[Form 4] Lantern Pharma Inc. Insider Trading Activity
Lantern Pharma director and Chief Financial Officer David R. Margrave reported amendments to two previously granted stock options that reduced the exercise prices and replaced the canceled options with new options. One option originally granted June 15, 2020 for 78,300 shares was canceled and replaced with a new option exercisable at $5.04, exercisable through 06/14/2030, resulting in a held position of 78,300 underlying shares. A second option originally granted October 29, 2021 for 26,100 shares was canceled and replaced with a new option exercisable at $5.04, exercisable through 10/28/2031, resulting in a held position of 26,100 underlying shares.

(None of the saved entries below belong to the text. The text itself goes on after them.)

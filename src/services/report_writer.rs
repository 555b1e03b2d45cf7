//! 报告写入服务 - 业务能力层
//!
//! 负责汇总统计、生成修改后的译文副本和报告文件。输入文件从不改动。

use crate::error::{AppError, AppResult};
use crate::models::loaders::detect_text_field;
use crate::models::proof::ProofReport;
use serde::Serialize;
use serde_json::{json, Value};
use std::collections::BTreeMap;
use std::path::{Path, PathBuf};
use tokio::fs;
use tracing::debug;

/// 汇总报告文件名
pub const SUMMARY_FILE_NAME: &str = "summary_report.json";

/// 汇总统计
#[derive(Debug, Clone, PartialEq, Serialize)]
pub struct Summary {
    pub total_items: usize,
    pub correct_items: usize,
    pub incorrect_items: usize,
    /// 百分比，保留两位小数
    pub accuracy_rate: f64,
    pub average_score: f64,
    pub issue_statistics: BTreeMap<String, usize>,
    pub modification_statistics: BTreeMap<String, usize>,
}

impl Summary {
    pub fn from_reports(reports: &[ProofReport]) -> Self {
        let total_items = reports.len();
        let correct_items = reports.iter().filter(|r| r.is_correct).count();

        let (accuracy_rate, average_score) = if total_items == 0 {
            (0.0, 0.0)
        } else {
            let score_sum: u64 = reports.iter().map(|r| u64::from(r.score)).sum();
            (
                round2(correct_items as f64 / total_items as f64 * 100.0),
                round2(score_sum as f64 / total_items as f64),
            )
        };

        let mut issue_statistics = BTreeMap::new();
        let mut modification_statistics = BTreeMap::new();
        for report in reports {
            *modification_statistics
                .entry(report.modification_level.as_str().to_string())
                .or_insert(0) += 1;
            for issue in &report.issues {
                *issue_statistics.entry(issue.kind.clone()).or_insert(0) += 1;
            }
        }

        Self {
            total_items,
            correct_items,
            incorrect_items: total_items - correct_items,
            accuracy_rate,
            average_score,
            issue_statistics,
            modification_statistics,
        }
    }
}

fn round2(value: f64) -> f64 {
    (value * 100.0).round() / 100.0
}

/// 把修改结果写回原始译文记录，返回修改条数
pub fn apply_modifications(records: &mut [Value], reports: &[ProofReport]) -> usize {
    let mut modified = 0;
    for report in reports.iter().filter(|r| r.is_modified()) {
        let Some(record) = records.get_mut(report.original_index) else {
            continue;
        };
        if let Some(field) = detect_text_field(record) {
            record[field] = Value::String(report.modified_text.clone());
            modified += 1;
        }
    }
    modified
}

/// 报告写入服务
pub struct ReportWriter {
    modified_dir: PathBuf,
    report_dir: PathBuf,
}

impl ReportWriter {
    pub fn new(modified_dir: impl Into<PathBuf>, report_dir: impl Into<PathBuf>) -> Self {
        Self {
            modified_dir: modified_dir.into(),
            report_dir: report_dir.into(),
        }
    }

    /// 创建输出目录
    pub async fn prepare(&self) -> AppResult<()> {
        for dir in [&self.modified_dir, &self.report_dir] {
            fs::create_dir_all(dir)
                .await
                .map_err(|e| AppError::file_write_failed(dir.display().to_string(), e))?;
        }
        Ok(())
    }

    /// 写入单个文件的修改副本和报告，返回修改条数
    pub async fn write_file_outputs(
        &self,
        file_name: &str,
        base_name: &str,
        original_records: &[Value],
        reports: &[ProofReport],
    ) -> AppResult<usize> {
        let mut records = original_records.to_vec();
        let modified_count = apply_modifications(&mut records, reports);

        save_json(&self.modified_dir.join(file_name), &records).await?;

        let file_report = json!({
            "file_info": {
                "filename": file_name,
                "base_name": base_name,
                "total_items": reports.len(),
                "modified_items": modified_count,
            },
            "reports": reports,
        });
        save_json(&self.report_dir.join(format!("{}_report.json", base_name)), &file_report).await?;

        Ok(modified_count)
    }

    /// 写入汇总报告，返回文件路径
    pub async fn write_summary(&self, reports: &[ProofReport]) -> AppResult<(Summary, PathBuf)> {
        let summary = Summary::from_reports(reports);
        let path = self.report_dir.join(SUMMARY_FILE_NAME);
        let document = json!({
            "summary": &summary,
            "generated_at": chrono::Local::now().format("%Y-%m-%d %H:%M:%S").to_string(),
            "detailed_reports": reports,
        });
        save_json(&path, &document).await?;
        Ok((summary, path))
    }
}

async fn save_json<T: Serialize + ?Sized>(path: &Path, data: &T) -> AppResult<()> {
    let content = serde_json::to_string_pretty(data).map_err(|e| AppError::Other(e.to_string()))?;
    fs::write(path, content)
        .await
        .map_err(|e| AppError::file_write_failed(path.display().to_string(), e))?;
    debug!("已写入: {}", path.display());
    Ok(())
}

The filing is limited to these option amendments and the reporting person’s relationship as Director and Chief Financial Officer.
- Replacement options were granted, preserving the reporting person's ability to acquire the stated 78,300 and 26,100 underlying shares as reported
- The filing documents the reduced exercise price ($5.04) explicitly for both replacement options
- The filing shows cancellation of the previously granted options and regranting at a lower exercise price, as disclosed
- The document does not provide aggregate dilution, board rationale, or company-level impact metrics for these amendments
Insights
TL;DR: The filing discloses two option amendments replacing older options with new options at a $5.04 exercise price.
The report documents routine amendments to two outstanding stock options held by the reporting person: a 78,300-share option originally granted 06/15/2020 (replacement option exercisable at $5.04 through 06/14/2030) and a 26,100-share option originally granted 10/29/2021 (replacement option exercisable at $5.04 through 10/28/2031). The filing describes cancellation of the "old" options and grants of replacement options to reflect reduced exercise prices. This disclosure is transaction-level and does not include additional compensation context, aggregate company-level dilution metrics, or any change in ownership beyond the stated amounts.
TL;DR: Two option grants were amended and replaced; the filing provides vesting and original-grant vesting schedules but no broader governance rationale.
The explanatory notes reiterate original vesting schedules: the 2020 grant had one-third vesting at 180 days with the remainder vesting monthly over the following 30 months; the 2021 grant vested in equal monthly increments over 36 months beginning 11/29/2021. The Form 4 records the mechanics of the cancellations and replacement grants but does not include board resolutions, rationale beyond the price reduction, or company disclosures about aggregate option pool impact. Material governance details beyond the individual amendments are not provided in this filing.